_WHAT IS EXPECTED_.
Each record below must be returned exactly as shown.

(Data entries)
================
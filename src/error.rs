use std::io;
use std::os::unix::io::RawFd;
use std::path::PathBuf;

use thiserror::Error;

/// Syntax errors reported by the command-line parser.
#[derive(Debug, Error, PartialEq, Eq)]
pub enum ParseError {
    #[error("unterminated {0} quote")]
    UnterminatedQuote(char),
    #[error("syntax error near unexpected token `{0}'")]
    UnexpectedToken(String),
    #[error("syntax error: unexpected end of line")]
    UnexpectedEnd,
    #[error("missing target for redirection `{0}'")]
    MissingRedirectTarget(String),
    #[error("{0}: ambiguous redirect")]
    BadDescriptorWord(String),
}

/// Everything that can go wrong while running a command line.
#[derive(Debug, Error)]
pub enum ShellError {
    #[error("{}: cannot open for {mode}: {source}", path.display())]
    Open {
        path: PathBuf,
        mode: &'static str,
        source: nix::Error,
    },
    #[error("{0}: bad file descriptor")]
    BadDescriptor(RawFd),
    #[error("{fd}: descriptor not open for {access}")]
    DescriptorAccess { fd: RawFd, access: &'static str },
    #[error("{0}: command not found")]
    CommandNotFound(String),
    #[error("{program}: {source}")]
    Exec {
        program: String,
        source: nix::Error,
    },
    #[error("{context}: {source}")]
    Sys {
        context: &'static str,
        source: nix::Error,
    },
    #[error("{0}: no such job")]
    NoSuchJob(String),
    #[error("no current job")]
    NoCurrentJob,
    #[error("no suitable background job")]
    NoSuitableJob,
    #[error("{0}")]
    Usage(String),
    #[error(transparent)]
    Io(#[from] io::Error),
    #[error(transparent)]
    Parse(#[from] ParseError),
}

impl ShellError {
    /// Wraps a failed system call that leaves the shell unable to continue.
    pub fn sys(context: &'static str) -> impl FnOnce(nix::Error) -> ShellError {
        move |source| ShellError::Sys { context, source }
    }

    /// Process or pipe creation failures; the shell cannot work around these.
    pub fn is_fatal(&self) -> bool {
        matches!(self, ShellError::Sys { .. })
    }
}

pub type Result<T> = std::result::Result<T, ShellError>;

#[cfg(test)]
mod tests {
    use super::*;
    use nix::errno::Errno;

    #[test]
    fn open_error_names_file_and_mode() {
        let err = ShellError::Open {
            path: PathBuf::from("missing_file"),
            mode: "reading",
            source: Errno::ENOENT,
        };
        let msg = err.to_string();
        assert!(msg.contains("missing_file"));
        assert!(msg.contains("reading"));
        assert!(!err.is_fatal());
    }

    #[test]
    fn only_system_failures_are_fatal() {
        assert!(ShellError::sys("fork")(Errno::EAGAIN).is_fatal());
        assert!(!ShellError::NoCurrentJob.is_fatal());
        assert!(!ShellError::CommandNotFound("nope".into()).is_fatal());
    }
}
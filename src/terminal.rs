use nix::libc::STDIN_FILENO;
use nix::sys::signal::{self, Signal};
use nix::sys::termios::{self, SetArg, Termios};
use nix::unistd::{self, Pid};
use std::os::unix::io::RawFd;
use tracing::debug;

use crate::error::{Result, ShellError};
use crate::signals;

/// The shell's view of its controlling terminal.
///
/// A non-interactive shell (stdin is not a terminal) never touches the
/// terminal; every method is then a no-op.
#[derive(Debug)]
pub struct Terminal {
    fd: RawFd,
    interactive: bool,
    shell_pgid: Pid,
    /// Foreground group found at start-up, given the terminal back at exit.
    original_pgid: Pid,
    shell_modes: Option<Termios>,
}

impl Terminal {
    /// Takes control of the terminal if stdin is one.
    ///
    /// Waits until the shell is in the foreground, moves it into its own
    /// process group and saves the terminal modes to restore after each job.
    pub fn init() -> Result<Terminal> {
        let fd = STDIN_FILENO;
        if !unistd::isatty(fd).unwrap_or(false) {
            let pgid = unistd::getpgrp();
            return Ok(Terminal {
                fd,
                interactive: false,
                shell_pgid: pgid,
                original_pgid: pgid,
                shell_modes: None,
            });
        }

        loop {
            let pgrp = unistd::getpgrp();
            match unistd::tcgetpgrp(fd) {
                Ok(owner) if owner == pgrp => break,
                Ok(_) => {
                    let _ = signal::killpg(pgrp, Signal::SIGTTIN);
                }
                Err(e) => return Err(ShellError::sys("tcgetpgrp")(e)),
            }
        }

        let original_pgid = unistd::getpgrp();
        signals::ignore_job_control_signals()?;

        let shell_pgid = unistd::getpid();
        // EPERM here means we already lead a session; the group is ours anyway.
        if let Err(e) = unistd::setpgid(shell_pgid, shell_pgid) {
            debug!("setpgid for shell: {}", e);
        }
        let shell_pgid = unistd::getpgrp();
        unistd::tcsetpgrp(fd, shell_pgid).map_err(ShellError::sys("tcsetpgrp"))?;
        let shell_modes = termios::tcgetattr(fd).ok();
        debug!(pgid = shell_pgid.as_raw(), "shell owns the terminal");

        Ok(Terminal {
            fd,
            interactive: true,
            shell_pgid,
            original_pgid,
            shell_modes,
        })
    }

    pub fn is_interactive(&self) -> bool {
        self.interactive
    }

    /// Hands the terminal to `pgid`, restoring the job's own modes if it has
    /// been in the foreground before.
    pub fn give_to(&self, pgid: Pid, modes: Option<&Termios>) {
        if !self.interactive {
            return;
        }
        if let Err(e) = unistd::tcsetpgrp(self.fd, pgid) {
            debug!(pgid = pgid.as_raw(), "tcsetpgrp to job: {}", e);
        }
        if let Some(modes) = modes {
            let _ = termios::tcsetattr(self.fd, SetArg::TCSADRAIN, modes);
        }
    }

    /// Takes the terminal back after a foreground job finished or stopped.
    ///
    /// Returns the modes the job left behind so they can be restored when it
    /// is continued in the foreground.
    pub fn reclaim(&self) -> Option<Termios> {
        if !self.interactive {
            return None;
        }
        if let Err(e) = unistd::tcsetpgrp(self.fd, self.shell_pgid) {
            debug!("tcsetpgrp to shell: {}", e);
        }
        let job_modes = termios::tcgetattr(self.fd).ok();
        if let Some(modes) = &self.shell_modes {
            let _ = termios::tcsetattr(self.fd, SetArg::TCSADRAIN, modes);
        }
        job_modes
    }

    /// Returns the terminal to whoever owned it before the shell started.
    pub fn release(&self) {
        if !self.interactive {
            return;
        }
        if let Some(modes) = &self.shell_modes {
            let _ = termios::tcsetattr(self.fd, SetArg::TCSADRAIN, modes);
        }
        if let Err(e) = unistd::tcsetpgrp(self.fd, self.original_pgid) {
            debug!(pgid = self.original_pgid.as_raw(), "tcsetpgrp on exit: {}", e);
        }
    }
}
================
_TASK RESULT_.
filename src/error.rs
use std::io;
use std::os::unix::io::RawFd;
use std::path::PathBuf;

use thiserror::Error;

/// Syntax errors reported by the command-line parser.
#[derive(Debug, Error, PartialEq, Eq)]
pub enum ParseError {
    #[error("unterminated {0} quote")]
    UnterminatedQuote(char),
    #[error("syntax error near unexpected token `{0}'")]
    UnexpectedToken(String),
    #[error("syntax error: unexpected end of line")]
    UnexpectedEnd,
    #[error("missing target for redirection `{0}'")]
    MissingRedirectTarget(String),
    #[error("{0}: ambiguous redirect")]
    BadDescriptorWord(String),
}

/// Everything that can go wrong while running a command line.
#[derive(Debug, Error)]
pub enum ShellError {
    #[error("{}: cannot open for {mode}: {source}", path.display())]
    Open {
        path: PathBuf,
        mode: &'static str,
        source: nix::Error,
    },
    #[error("{0}: bad file descriptor")]
    BadDescriptor(RawFd),
    #[error("{fd}: descriptor not open for {access}")]
    DescriptorAccess { fd: RawFd, access: &'static str },
    #[error("{0}: command not found")]
    CommandNotFound(String),
    #[error("{program}: {source}")]
    Exec {
        program: String,
        source: nix::Error,
    },
    #[error("{context}: {source}")]
    Sys {
        context: &'static str,
        source: nix::Error,
    },
    #[error("{0}: no such job")]
    NoSuchJob(String),
    #[error("no current job")]
    NoCurrentJob,
    #[error("no suitable background job")]
    NoSuitableJob,
    #[error("{0}")]
    Usage(String),
    #[error(transparent)]
    Io(#[from] io::Error),
    #[error(transparent)]
    Parse(#[from] ParseError),
}

impl ShellError {
    /// Wraps a failed system call that leaves the shell unable to continue.
    pub fn sys(context: &'static str) -> impl FnOnce(nix::Error) -> ShellError {
        move |source| ShellError::Sys { context, source }
    }

    /// Process or pipe creation failures; the shell cannot work around these.
    pub fn is_fatal(&self) -> bool {
        matches!(self, ShellError::Sys { .. })
    }
}

pub type Result<T> = std::result::Result<T, ShellError>;

#[cfg(test)]
mod tests {
    use super::*;
    use nix::errno::Errno;

    #[test]
    fn open_error_names_file_and_mode() {
        let err = ShellError::Open {
            path: PathBuf::from("missing_file"),
            mode: "reading",
            source: Errno::ENOENT,
        };
        let msg = err.to_string();
        assert!(msg.contains("missing_file"));
        assert!(msg.contains("reading"));
        assert!(!err.is_fatal());
    }

    #[test]
    fn only_system_failures_are_fatal() {
        assert!(ShellError::sys("fork")(Errno::EAGAIN).is_fatal());
        assert!(!ShellError::NoCurrentJob.is_fatal());
        assert!(!ShellError::CommandNotFound("nope".into()).is_fatal());
    }
}
filename src/terminal.rs
use nix::libc::STDIN_FILENO;
use nix::sys::signal::{self, Signal};
use nix::sys::termios::{self, SetArg, Termios};
use nix::unistd::{self, Pid};
use std::os::unix::io::RawFd;
use tracing::debug;

use crate::error::{Result, ShellError};
use crate::signals;

/// The shell's view of its controlling terminal.
///
/// A non-interactive shell (stdin is not a terminal) never touches the
/// terminal; every method is then a no-op.
#[derive(Debug)]
pub struct Terminal {
    fd: RawFd,
    interactive: bool,
    shell_pgid: Pid,
    /// Foreground group found at start-up, given the terminal back at exit.
    original_pgid: Pid,
    shell_modes: Option<Termios>,
}

impl Terminal {
    /// Takes control of the terminal if stdin is one.
    ///
    /// Waits until the shell is in the foreground, moves it into its own
    /// process group and saves the terminal modes to restore after each job.
    pub fn init() -> Result<Terminal> {
        let fd = STDIN_FILENO;
        if !unistd::isatty(fd).unwrap_or(false) {
            let pgid = unistd::getpgrp();
            return Ok(Terminal {
                fd,
                interactive: false,
                shell_pgid: pgid,
                original_pgid: pgid,
                shell_modes: None,
            });
        }

        loop {
            let pgrp = unistd::getpgrp();
            match unistd::tcgetpgrp(fd) {
                Ok(owner) if owner == pgrp => break,
                Ok(_) => {
                    let _ = signal::killpg(pgrp, Signal::SIGTTIN);
                }
                Err(e) => return Err(ShellError::sys("tcgetpgrp")(e)),
            }
        }

        let original_pgid = unistd::getpgrp();
        signals::ignore_job_control_signals()?;

        let shell_pgid = unistd::getpid();
        // EPERM here means we already lead a session; the group is ours anyway.
        if let Err(e) = unistd::setpgid(shell_pgid, shell_pgid) {
            debug!("setpgid for shell: {}", e);
        }
        let shell_pgid = unistd::getpgrp();
        unistd::tcsetpgrp(fd, shell_pgid).map_err(ShellError::sys("tcsetpgrp"))?;
        let shell_modes = termios::tcgetattr(fd).ok();
        debug!(pgid = shell_pgid.as_raw(), "shell owns the terminal");

        Ok(Terminal {
            fd,
            interactive: true,
            shell_pgid,
            original_pgid,
            shell_modes,
        })
    }

    pub fn is_interactive(&self) -> bool {
        self.interactive
    }

    /// Hands the terminal to `pgid`, restoring the job's own modes if it has
    /// been in the foreground before.
    pub fn give_to(&self, pgid: Pid, modes: Option<&Termios>) {
        if !self.interactive {
            return;
        }
        if let Err(e) = unistd::tcsetpgrp(self.fd, pgid) {
            debug!(pgid = pgid.as_raw(), "tcsetpgrp to job: {}", e);
        }
        if let Some(modes) = modes {
            let _ = termios::tcsetattr(self.fd, SetArg::TCSADRAIN, modes);
        }
    }

    /// Takes the terminal back after a foreground job finished or stopped.
    ///
    /// Returns the modes the job left behind so they can be restored when it
    /// is continued in the foreground.
    pub fn reclaim(&self) -> Option<Termios> {
        if !self.interactive {
            return None;
        }
        if let Err(e) = unistd::tcsetpgrp(self.fd, self.shell_pgid) {
            debug!("tcsetpgrp to shell: {}", e);
        }
        let job_modes = termios::tcgetattr(self.fd).ok();
        if let Some(modes) = &self.shell_modes {
            let _ = termios::tcsetattr(self.fd, SetArg::TCSADRAIN, modes);
        }
        job_modes
    }

    /// Returns the terminal to whoever owned it before the shell started.
    pub fn release(&self) {
        if !self.interactive {
            return;
        }
        if let Some(modes) = &self.shell_modes {
            let _ = termios::tcsetattr(self.fd, SetArg::TCSADRAIN, modes);
        }
        if let Err(e) = unistd::tcsetpgrp(self.fd, self.original_pgid) {
            debug!(pgid = self.original_pgid.as_raw(), "tcsetpgrp on exit: {}", e);
        }
    }
}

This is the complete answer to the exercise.